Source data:
────────────────────────────────────────

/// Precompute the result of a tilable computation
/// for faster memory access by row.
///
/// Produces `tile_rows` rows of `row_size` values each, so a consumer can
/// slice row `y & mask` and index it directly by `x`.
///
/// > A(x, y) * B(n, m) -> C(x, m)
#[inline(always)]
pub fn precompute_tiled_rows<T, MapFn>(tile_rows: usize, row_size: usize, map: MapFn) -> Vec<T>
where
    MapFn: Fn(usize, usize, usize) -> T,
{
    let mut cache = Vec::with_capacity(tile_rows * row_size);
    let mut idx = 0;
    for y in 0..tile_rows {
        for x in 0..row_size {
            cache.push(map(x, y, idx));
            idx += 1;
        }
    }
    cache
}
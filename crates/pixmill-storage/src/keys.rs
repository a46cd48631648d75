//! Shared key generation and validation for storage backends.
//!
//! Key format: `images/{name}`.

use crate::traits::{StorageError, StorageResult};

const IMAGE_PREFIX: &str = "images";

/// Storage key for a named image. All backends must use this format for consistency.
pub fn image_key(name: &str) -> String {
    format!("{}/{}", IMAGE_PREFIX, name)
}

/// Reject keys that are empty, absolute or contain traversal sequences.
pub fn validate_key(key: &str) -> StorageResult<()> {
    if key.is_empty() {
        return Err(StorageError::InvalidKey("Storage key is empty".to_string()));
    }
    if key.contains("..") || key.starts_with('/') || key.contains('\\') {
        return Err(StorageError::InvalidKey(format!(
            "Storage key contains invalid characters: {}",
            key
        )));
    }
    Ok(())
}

────────────────────────────────────────

Starting with the first line above and ending with the line that holds "const IMAGE_PREFIX: &str", restate each line word for word and add nothing else.

/// Precompute the result of a tilable computation
/// for faster memory access by row.
///
/// Produces `tile_rows` rows of `row_size` values each, so a consumer can
/// slice row `y & mask` and index it directly by `x`.
///
/// > A(x, y) * B(n, m) -> C(x, m)
#[inline(always)]
pub fn precompute_tiled_rows<T, MapFn>(tile_rows: usize, row_size: usize, map: MapFn) -> Vec<T>
where
    MapFn: Fn(usize, usize, usize) -> T,
{
    let mut cache = Vec::with_capacity(tile_rows * row_size);
    let mut idx = 0;
    for y in 0..tile_rows {
        for x in 0..row_size {
            cache.push(map(x, y, idx));
            idx += 1;
        }
    }
    cache
}
filename crates/pixmill-storage/src/keys.rs
repository a46cd48631648d75
//! Shared key generation and validation for storage backends.
//!
//! Key format: `images/{name}`.

use crate::traits::{StorageError, StorageResult};

const IMAGE_PREFIX: &str = "images";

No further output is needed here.